__Task statement__
Among the entries below, one line contains "set.push(a);" and another contains "surface.sink_events(element, current |". Transcribe those two lines and every line between them, exactly.

__Excerpted data__
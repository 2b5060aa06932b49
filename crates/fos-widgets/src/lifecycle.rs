//! Attach/detach transitions and bulk child visits.

use fos_dom::EventBits;

use crate::handlers::AttachEvent;
use crate::node::{AttachState, Structure};
use crate::{FailureSet, HookContext, WidgetError, WidgetId, WidgetResult, WidgetTree};

/// Combine two outcomes of one operation. A single error is returned
/// unchanged; two become an aggregated failure.
pub(crate) fn merge(first: WidgetResult<()>, second: WidgetResult<()>) -> WidgetResult<()> {
    match (first, second) {
        (Ok(()), result) | (result, Ok(())) => result,
        (Err(a), Err(b)) => {
            let mut set = FailureSet::new();
            set.push(a);
            set.push(b);
            set.into_result()
        }
    }
}

impl WidgetTree {
    /// Attach transition. Invoked by the tree when the widget becomes part
    /// of the live document; calling it on an attached widget is an error.
    ///
    /// Children are attached before `on_load` runs. The own hook and the
    /// attach notification run even if some children failed; every failure
    /// is reported together.
    pub fn on_attach(&mut self, id: WidgetId) -> WidgetResult<()> {
        let node = self.node(id)?;
        if let Structure::Composite(inner) = node.structure {
            return self.attach_composite(id, inner);
        }
        if node.state == AttachState::Attached {
            return Err(WidgetError::AlreadyAttached(id));
        }
        let element = node.element.ok_or(WidgetError::NotInitialized(id))?;
        let pending = node.pending_sink;

        let surface = self.document.tree_mut();
        if !pending.is_empty() {
            let current = surface.sunk_events(element);
            surface.sink_events(element, current | pending)?;
        }
        surface.set_event_listener(element, Some(id.listener()))?;

        let node = self.node_mut(id)?;
        node.pending_sink = EventBits::NONE;
        node.state = AttachState::Attached;
        tracing::debug!("Attached {:?}", id);

        let children = self.attach_children(id);
        let load = self.run_load(id);
        self.fire_attach(id, true);
        merge(children, load)
    }

    /// Detach transition, the mirror of [`on_attach`](Self::on_attach).
    ///
    /// `on_unload` and the detach notification run first, while the widget
    /// still reads as attached. Children are detached, the element's
    /// dispatch target is cleared and the state becomes `Detached`
    /// whatever the hooks returned.
    pub fn on_detach(&mut self, id: WidgetId) -> WidgetResult<()> {
        let node = self.node(id)?;
        if let Structure::Composite(inner) = node.structure {
            return self.detach_composite(id, inner);
        }
        if node.state != AttachState::Attached {
            return Err(WidgetError::NotAttached(id));
        }
        let element = node.element.ok_or(WidgetError::NotInitialized(id))?;

        let unload = self.run_unload(id);
        self.fire_attach(id, false);

        let children = self.detach_children(id);
        let surface = self
            .document
            .tree_mut()
            .set_event_listener(element, None)
            .map_err(WidgetError::from);
        self.node_mut(id)?.state = AttachState::Detached;
        tracing::debug!("Detached {:?}", id);

        merge(merge(unload, children), surface)
    }

    /// Attach every child, visiting all of them even when some fail.
    pub fn attach_children(&mut self, id: WidgetId) -> WidgetResult<()> {
        let children = self.node(id)?.structure.child_ids();
        let result = FailureSet::visit_all(children, |child| self.on_attach(child));
        if let Err(WidgetError::AttachDetach(failure)) = &result {
            tracing::warn!("Attaching children of {:?}: {}", id, failure);
        }
        result
    }

    /// Detach every child, visiting all of them even when some fail.
    pub fn detach_children(&mut self, id: WidgetId) -> WidgetResult<()> {
        let children = self.node(id)?.structure.child_ids();
        let result = FailureSet::visit_all(children, |child| self.on_detach(child));
        if let Err(WidgetError::AttachDetach(failure)) = &result {
            tracing::warn!("Detaching children of {:?}: {}", id, failure);
        }
        result
    }

    pub(crate) fn run_load(&mut self, id: WidgetId) -> WidgetResult<()> {
        let Self { widgets, document, scheduler, .. } = self;
        let node = widgets.get_mut(id.0).ok_or(WidgetError::UnknownWidget(id))?;
        let mut cx = HookContext {
            widget: id,
            element: node.element,
            document,
            scheduler,
        };
        node.behavior.on_load(&mut cx).map_err(WidgetError::from)
    }

    pub(crate) fn run_unload(&mut self, id: WidgetId) -> WidgetResult<()> {
        let Self { widgets, document, scheduler, .. } = self;
        let node = widgets.get_mut(id.0).ok_or(WidgetError::UnknownWidget(id))?;
        let mut cx = HookContext {
            widget: id,
            element: node.element,
            document,
            scheduler,
        };
        node.behavior.on_unload(&mut cx).map_err(WidgetError::from)
    }

    pub(crate) fn fire_attach(&mut self, id: WidgetId, attached: bool) {
        if let Some(node) = self.widgets.get_mut(id.0) {
            node.handlers.fire_attach(&AttachEvent { widget: id, attached });
        }
    }
}

#[cfg(test)]
mod tests {
    use super::*;
    use crate::{Config, HookError, Plain, Widget};
    use std::cell::RefCell;
    use std::rc::Rc;

    type Log = Rc<RefCell<Vec<String>>>;

    struct Recorder {
        name: &'static str,
        log: Log,
        fail_load: Option<HookError>,
        fail_unload: Option<HookError>,
    }

    impl Recorder {
        fn new(name: &'static str, log: &Log) -> Self {
            Self {
                name,
                log: log.clone(),
                fail_load: None,
                fail_unload: None,
            }
        }
    }

    impl Widget for Recorder {
        fn on_load(&mut self, _cx: &mut HookContext<'_>) -> Result<(), HookError> {
            self.log.borrow_mut().push(format!("load {}", self.name));
            self.fail_load.clone().map_or(Ok(()), Err)
        }

        fn on_unload(&mut self, _cx: &mut HookContext<'_>) -> Result<(), HookError> {
            self.log.borrow_mut().push(format!("unload {}", self.name));
            self.fail_unload.clone().map_or(Ok(()), Err)
        }
    }

    #[test]
    fn test_merge() {
        let a: WidgetError = HookError::msg("a").into();
        let b: WidgetError = HookError::msg("b").into();
        assert!(merge(Ok(()), Ok(())).is_ok());
        assert!(merge(Err(a.clone()), Ok(())).unwrap_err().same_as(&a));
        assert!(merge(Ok(()), Err(b.clone())).unwrap_err().same_as(&b));
        match merge(Err(a), Err(b)) {
            Err(WidgetError::AttachDetach(agg)) => assert_eq!(agg.len(), 2),
            other => panic!("expected aggregate, got {other:?}"),
        }
    }

    #[test]
    fn test_children_load_before_parent_and_unload_after() {
        let log = Log::default();
        let mut tree = WidgetTree::new(Config::default());
        let panel = tree.create_panel("div", Recorder::new("panel", &log));
        let child = tree.create_leaf("span", Recorder::new("child", &log));
        tree.add(panel, child).unwrap();

        tree.add_to_root(panel).unwrap();
        tree.remove_from_parent(panel).unwrap();

        assert_eq!(
            *log.borrow(),
            vec!["load child", "load panel", "unload panel", "unload child"]
        );
    }

    #[test]
    fn test_attach_twice_is_contract_error() {
        let mut tree = WidgetTree::new(Config::default());
        let leaf = tree.create_leaf("span", Plain);
        tree.add_to_root(leaf).unwrap();
        assert!(matches!(tree.on_attach(leaf), Err(WidgetError::AlreadyAttached(_))));

        let other = tree.create_leaf("span", Plain);
        assert!(matches!(tree.on_detach(other), Err(WidgetError::NotAttached(_))));
    }

    #[test]
    fn test_detach_completes_when_unload_fails() {
        let log = Log::default();
        let mut tree = WidgetTree::new(Config::default());
        let mut recorder = Recorder::new("leaf", &log);
        let failure = HookError::msg("unload failed");
        recorder.fail_unload = Some(failure.clone());
        let leaf = tree.create_leaf("span", recorder);
        tree.add_to_root(leaf).unwrap();
        let el = tree.element(leaf).unwrap();

        let err = tree.remove_from_parent(leaf).unwrap_err();
        assert!(err.same_as(&failure.into()));
        assert!(!tree.is_attached(leaf));
        assert_eq!(tree.attach_state(leaf), Some(AttachState::Detached));
        assert_eq!(tree.document().tree().event_listener(el), None);
        assert_eq!(tree.parent(leaf), None);
    }

    #[test]
    fn test_attach_notifications() {
        let mut tree = WidgetTree::new(Config::default());
        let leaf = tree.create_leaf("span", Plain);
        let seen = Rc::new(RefCell::new(Vec::new()));
        let s = seen.clone();
        tree.add_attach_handler(leaf, move |e| s.borrow_mut().push(e.attached))
            .unwrap();

        tree.add_to_root(leaf).unwrap();
        tree.remove_from_parent(leaf).unwrap();
        tree.add_to_root(leaf).unwrap();
        assert_eq!(*seen.borrow(), vec![true, false, true]);
    }
}
//! Deferred commands run at the end of the current turn.
//!
//! Nothing here blocks: scheduling only enqueues, and
//! [`WidgetTree::finish_turn`] drains the queue once the triggering work
//! has run to completion.

use std::collections::{HashMap, HashSet, VecDeque};
use std::fmt;

use crate::WidgetTree;

/// Work queued for the end of the turn
pub type DeferredCommand = Box<dyn FnOnce(&mut WidgetTree)>;

/// Handle to a scheduled command, used for cancellation
#[derive(Debug, Clone, Copy, PartialEq, Eq, Hash)]
pub struct TaskHandle(u64);

struct Entry {
    handle: TaskHandle,
    key: Option<&'static str>,
    command: DeferredCommand,
}

/// End-of-turn command queue with keyed coalescing
#[derive(Default)]
pub struct Scheduler {
    queue: VecDeque<Entry>,
    /// Handles scheduled but not yet started or cancelled
    pending: HashSet<TaskHandle>,
    /// Coalescing key -> the pending handle owning it
    coalesced: HashMap<&'static str, TaskHandle>,
    next_id: u64,
}

impl Scheduler {
    pub fn new() -> Self {
        Self::default()
    }

    fn enqueue(&mut self, key: Option<&'static str>, command: DeferredCommand) -> TaskHandle {
        let handle = TaskHandle(self.next_id);
        self.next_id += 1;
        self.pending.insert(handle);
        if let Some(key) = key {
            self.coalesced.insert(key, handle);
        }
        self.queue.push_back(Entry { handle, key, command });
        handle
    }

    /// Queue a command for the end of the current turn
    pub fn schedule_deferred<F>(&mut self, command: F) -> TaskHandle
    where
        F: FnOnce(&mut WidgetTree) + 'static,
    {
        self.enqueue(None, Box::new(command))
    }

    /// Queue a command unless one with the same key is already pending,
    /// in which case the pending handle is returned and `command` dropped.
    pub fn schedule_coalesced<F>(&mut self, key: &'static str, command: F) -> TaskHandle
    where
        F: FnOnce(&mut WidgetTree) + 'static,
    {
        if let Some(&handle) = self.coalesced.get(key) {
            return handle;
        }
        self.enqueue(Some(key), Box::new(command))
    }

    /// Cancel a command that has not started. Returns false if it already
    /// ran, is running, or was cancelled before.
    pub fn cancel(&mut self, handle: TaskHandle) -> bool {
        if !self.pending.remove(&handle) {
            return false;
        }
        self.coalesced.retain(|_, h| *h != handle);
        true
    }

    pub fn is_pending(&self, handle: TaskHandle) -> bool {
        self.pending.contains(&handle)
    }

    /// Number of commands still waiting to run
    pub fn pending_count(&self) -> usize {
        self.pending.len()
    }

    fn take_batch(&mut self) -> Vec<Entry> {
        self.queue.drain(..).collect()
    }

    /// Mark an entry as started; `None` if it was cancelled meanwhile.
    fn begin(&mut self, entry: Entry) -> Option<(TaskHandle, DeferredCommand)> {
        if !self.pending.remove(&entry.handle) {
            return None;
        }
        if let Some(key) = entry.key {
            if self.coalesced.get(key) == Some(&entry.handle) {
                self.coalesced.remove(key);
            }
        }
        Some((entry.handle, entry.command))
    }
}

impl fmt::Debug for Scheduler {
    fn fmt(&self, f: &mut fmt::Formatter<'_>) -> fmt::Result {
        f.debug_struct("Scheduler")
            .field("queued", &self.queue.len())
            .field("pending", &self.pending.len())
            .field("coalesced", &self.coalesced.keys().collect::<Vec<_>>())
            .finish()
    }
}

impl WidgetTree {
    /// Run every deferred command queued so far.
    ///
    /// Commands scheduled while the queue drains run in a later round of
    /// the same call, up to `Config::max_deferred_rounds` rounds. Returns
    /// the number of commands executed.
    pub fn finish_turn(&mut self) -> usize {
        let mut executed = 0;
        for _ in 0..self.config().max_deferred_rounds {
            let batch = self.scheduler.take_batch();
            if batch.is_empty() {
                return executed;
            }
            for entry in batch {
                if let Some((handle, command)) = self.scheduler.begin(entry) {
                    tracing::trace!("Running deferred command {:?}", handle);
                    command(self);
                    executed += 1;
                }
            }
        }
        if self.scheduler.pending_count() > 0 {
            tracing::warn!(
                "Deferred round limit reached, {} command(s) left for the next turn",
                self.scheduler.pending_count()
            );
        }
        executed
    }
}
impl WidgetTree {
    /// Create a tree over a fresh document
    pub fn new(config: Config) -> Self {
        Self::with_document(Document::new(), config)
    }

    /// Create a tree over an existing document. The root panel wraps the
    /// body, or a new `config.root_tag` element when there is none.
    pub fn with_document(mut document: Document, config: Config) -> Self {
        let root_element = match document.body() {
            Some(body) => body,
            None => {
                let element = document.tree_mut().create_element(&config.root_tag);
                let doc_root = document.tree().root();
                // The document node accepts any fresh element
                let _ = document.tree_mut().append_child(doc_root, element);
                element
            }
        };

        let mut widgets = GenArena::new();
        let root = WidgetId(widgets.insert(WidgetNode::new(
            Some(root_element),
            Structure::Panel(Vec::new()),
            Box::new(Plain),
        )));

        let mut tree = Self {
            document,
            widgets,
            scheduler: Scheduler::new(),
            config,
            root,
            next_handler: 0,
        };

        // The root is live from the start
        if let Err(e) = tree.on_attach(root) {
            tracing::error!("Failed to attach root panel: {}", e);
        }
        tracing::debug!("Widget tree created, root {:?} on {:?}", root, root_element);
        tree
    }

    /// The root panel, attached to the live document
    pub fn root(&self) -> WidgetId {
        self.root
    }

    pub fn config(&self) -> &Config {
        &self.config
    }

    pub fn document(&self) -> &Document {
        &self.document
    }

    pub fn document_mut(&mut self) -> &mut Document {
        &mut self.document
    }

    pub fn scheduler(&self) -> &Scheduler {
        &self.scheduler
    }

    pub fn scheduler_mut(&mut self) -> &mut Scheduler {
        &mut self.scheduler
    }

    /// Number of live widgets, including the root
    pub fn widget_count(&self) -> usize {
        self.widgets.len()
    }

    pub fn contains(&self, id: WidgetId) -> bool {
        self.widgets.contains(id.0)
    }

    pub(crate) fn node(&self, id: WidgetId) -> WidgetResult<&WidgetNode> {
        self.widgets.get(id.0).ok_or(WidgetError::UnknownWidget(id))
    }

    pub(crate) fn node_mut(&mut self, id: WidgetId) -> WidgetResult<&mut WidgetNode> {
        self.widgets.get_mut(id.0).ok_or(WidgetError::UnknownWidget(id))
    }

    fn insert_node(&mut self, element: Option<NodeId>, structure: Structure, behavior: Box<dyn Widget>) -> WidgetId {
        let id = WidgetId(self.widgets.insert(WidgetNode::new(element, structure, behavior)));
        tracing::trace!("Created {:?} ({:?})", id, self.widgets.get(id.0).map(|n| n.structure.kind()));
        id
    }

    // ------------------------------------------------------------------
    // Creation
    // ------------------------------------------------------------------

    /// Create a widget with no children
    pub fn create_leaf<W: Widget>(&mut self, tag: &str, widget: W) -> WidgetId {
        let element = self.document.tree_mut().create_element(tag);
        self.insert_node(Some(element), Structure::Leaf, Box::new(widget))
    }

    /// Create a container with an ordered child list
    pub fn create_panel<W: Widget>(&mut self, tag: &str, widget: W) -> WidgetId {
        let element = self.document.tree_mut().create_element(tag);
        self.insert_node(Some(element), Structure::Panel(Vec::new()), Box::new(widget))
    }

    /// Create a container with `arity` optional slots
    pub fn create_slot_panel<W: Widget>(&mut self, tag: &str, arity: usize, widget: W) -> WidgetId {
        let element = self.document.tree_mut().create_element(tag);
        self.insert_node(Some(element), Structure::Slots(vec![None; arity]), Box::new(widget))
    }

    /// Create a composite. It has no element until `init_widget` binds
    /// its inner widget.
    pub fn create_composite<W: Widget>(&mut self, widget: W) -> WidgetId {
        self.insert_node(None, Structure::Composite(None), Box::new(widget))
    }

    // ------------------------------------------------------------------
    // Queries
    // ------------------------------------------------------------------

    /// The widget's element
    pub fn element(&self, id: WidgetId) -> WidgetResult<NodeId> {
        self.node(id)?.element.ok_or(WidgetError::NotInitialized(id))
    }

    pub fn parent(&self, id: WidgetId) -> Option<WidgetId> {
        self.widgets.get(id.0).and_then(|n| n.parent)
    }

    pub fn kind(&self, id: WidgetId) -> Option<WidgetKind> {
        self.widgets.get(id.0).map(|n| n.structure.kind())
    }

    /// Raw attach state. For composites this is the composite's own
    /// bookkeeping; use [`is_attached`](Self::is_attached) for liveness.
    pub fn attach_state(&self, id: WidgetId) -> Option<AttachState> {
        self.widgets.get(id.0).map(|n| n.state)
    }

    /// Whether the widget is part of the live document. A composite reports
    /// its inner widget's state; an unbound composite is never attached.
    pub fn is_attached(&self, id: WidgetId) -> bool {
        match self.widgets.get(id.0) {
            Some(WidgetNode { structure: Structure::Composite(inner), .. }) => {
                inner.is_some_and(|inner| self.is_attached(inner))
            }
            Some(node) => node.state == AttachState::Attached,
            None => false,
        }
    }

    /// Whether the widget has ever been attached
    pub fn is_or_was_attached(&self, id: WidgetId) -> bool {
        self.widgets.get(id.0).is_some_and(|n| n.is_or_was_attached())
    }

    /// Whether the widget's element is currently reachable from the
    /// document root, computed by walking the surface.
    pub fn is_element_live(&self, id: WidgetId) -> bool {
        self.widgets
            .get(id.0)
            .and_then(|n| n.element)
            .is_some_and(|el| self.document.is_in_document(el))
    }

    /// True if `ancestor` is a strict ancestor of `id` through parent links
    pub fn is_ancestor(&self, ancestor: WidgetId, id: WidgetId) -> bool {
        let mut current = self.parent(id);
        while let Some(p) = current {
            if p == ancestor {
                return true;
            }
            current = self.parent(p);
        }
        false
    }

    /// Typed access to a widget's behaviour object
    pub fn widget<W: Widget>(&self, id: WidgetId) -> Option<&W> {
        let node = self.widgets.get(id.0)?;
        (*node.behavior).as_any().downcast_ref::<W>()
    }

    pub fn widget_mut<W: Widget>(&mut self, id: WidgetId) -> Option<&mut W> {
        let node = self.widgets.get_mut(id.0)?;
        (*node.behavior).as_any_mut().downcast_mut::<W>()
    }

    // ------------------------------------------------------------------
    // Event sinking and handlers
    // ------------------------------------------------------------------

    /// Ask for `bits` to be delivered to this widget. Applied to the
    /// element immediately if the widget is or was attached, otherwise
    /// deferred until its first attach.
    pub fn sink_events(&mut self, id: WidgetId, bits: EventBits) -> WidgetResult<()> {
        let node = self.node_mut(id)?;
        match node.element {
            Some(element) if node.is_or_was_attached() => {
                let tree = self.document.tree_mut();
                let current = tree.sunk_events(element);
                tree.sink_events(element, current | bits)?;
            }
            _ => node.pending_sink |= bits,
        }
        Ok(())
    }

    /// Stop delivering `bits` to this widget
    pub fn unsink_events(&mut self, id: WidgetId, bits: EventBits) -> WidgetResult<()> {
        let node = self.node_mut(id)?;
        node.pending_sink = node.pending_sink.without(bits);
        match node.element {
            Some(element) if node.is_or_was_attached() => {
                let tree = self.document.tree_mut();
                let current = tree.sunk_events(element);
                tree.sink_events(element, current.without(bits))?;
            }
            _ => {}
        }
        Ok(())
    }

    /// Event bits requested but not yet applied to the element
    pub fn pending_sink(&self, id: WidgetId) -> Option<EventBits> {
        self.widgets.get(id.0).map(|n| n.pending_sink)
    }

    fn next_registration(&mut self) -> HandlerRegistration {
        self.next_handler += 1;
        HandlerRegistration(self.next_handler)
    }

    /// Observe attach and detach of a widget
    pub fn add_attach_handler<F>(&mut self, id: WidgetId, handler: F) -> WidgetResult<HandlerRegistration>
    where
        F: FnMut(&AttachEvent) + 'static,
    {
        self.node(id)?;
        let reg = self.next_registration();
        self.node_mut(id)?.handlers.add_attach(reg, Box::new(handler));
        Ok(reg)
    }

    /// Handle input events of `kind` delivered to this widget. Also sinks
    /// the event kind.
    pub fn add_dom_handler<F>(&mut self, id: WidgetId, kind: EventKind, handler: F) -> WidgetResult<HandlerRegistration>
    where
        F: FnMut(&mut BrowserEvent) + 'static,
    {
        self.sink_events(id, kind.into())?;
        let reg = self.next_registration();
        self.node_mut(id)?.handlers.add_dom(reg, kind, Box::new(handler));
        Ok(reg)
    }

    /// Remove a handler registered on `id`
    pub fn remove_handler(&mut self, id: WidgetId, reg: HandlerRegistration) -> bool {
        self.widgets
            .get_mut(id.0)
            .is_some_and(|n| n.handlers.remove(reg))
    }

    // ------------------------------------------------------------------
    // Root operations
    // ------------------------------------------------------------------

    /// Add a widget to the root panel. Hook failures are subject to the
    /// configured [`FailurePolicy`]; contract errors always propagate.
    pub fn add_to_root(&mut self, child: WidgetId) -> WidgetResult<()> {
        let result = self.add(self.root, child);
        self.apply_policy(result, "add_to_root")
    }

    /// Detach the whole tree from the document
    pub fn teardown(&mut self) -> WidgetResult<()> {
        if !self.is_attached(self.root) {
            return Ok(());
        }
        tracing::debug!("Tearing down widget tree");
        let result = self.on_detach(self.root);
        self.apply_policy(result, "teardown")
    }

    /// Re-attach the root after a teardown
    pub fn restore(&mut self) -> WidgetResult<()> {
        if self.is_attached(self.root) {
            return Ok(());
        }
        let result = self.on_attach(self.root);
        self.apply_policy(result, "restore")
    }

    fn apply_policy(&self, result: WidgetResult<()>, operation: &str) -> WidgetResult<()> {
        match (result, self.config.failure_policy) {
            (Err(e @ (WidgetError::AttachDetach(_) | WidgetError::Hook(_))), FailurePolicy::LogAndContinue) => {
                tracing::error!("{} completed with lifecycle failures: {}", operation, e);
                Ok(())
            }
            (result, _) => result,
        }
    }

    // ------------------------------------------------------------------
    // Destruction
    // ------------------------------------------------------------------

    /// Free a detached, parentless widget together with its subtree and
    /// elements.
    pub fn release(&mut self, id: WidgetId) -> WidgetResult<()> {
        let node = self.node(id)?;
        if id == self.root {
            return Err(WidgetError::IllegalState("the root panel cannot be released"));
        }
        if node.parent.is_some() {
            return Err(WidgetError::HasParent(id));
        }
        if self.is_attached(id) {
            return Err(WidgetError::StillAttached(id));
        }

        let element = node.element;
        let mut stack = vec![id];
        let mut released = 0;
        while let Some(current) = stack.pop() {
            if let Some(node) = self.widgets.remove(current.0) {
                stack.extend(node.structure.child_ids());
                released += 1;
            }
        }
        if let Some(element) = element {
            self.document.tree_mut().release(element)?;
        }
        tracing::debug!("Released {:?} ({} widgets)", id, released);
        Ok(())
    }
}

__Response to the exercise__
            set.push(a);
            set.push(b);
            set.into_result()
        }
    }
}

impl WidgetTree {
    /// Attach transition. Invoked by the tree when the widget becomes part
    /// of the live document; calling it on an attached widget is an error.
    ///
    /// Children are attached before `on_load` runs. The own hook and the
    /// attach notification run even if some children failed; every failure
    /// is reported together.
    pub fn on_attach(&mut self, id: WidgetId) -> WidgetResult<()> {
        let node = self.node(id)?;
        if let Structure::Composite(inner) = node.structure {
            return self.attach_composite(id, inner);
        }
        if node.state == AttachState::Attached {
            return Err(WidgetError::AlreadyAttached(id));
        }
        let element = node.element.ok_or(WidgetError::NotInitialized(id))?;
        let pending = node.pending_sink;

        let surface = self.document.tree_mut();
        if !pending.is_empty() {
            let current = surface.sunk_events(element);
            surface.sink_events(element, current | pending)?;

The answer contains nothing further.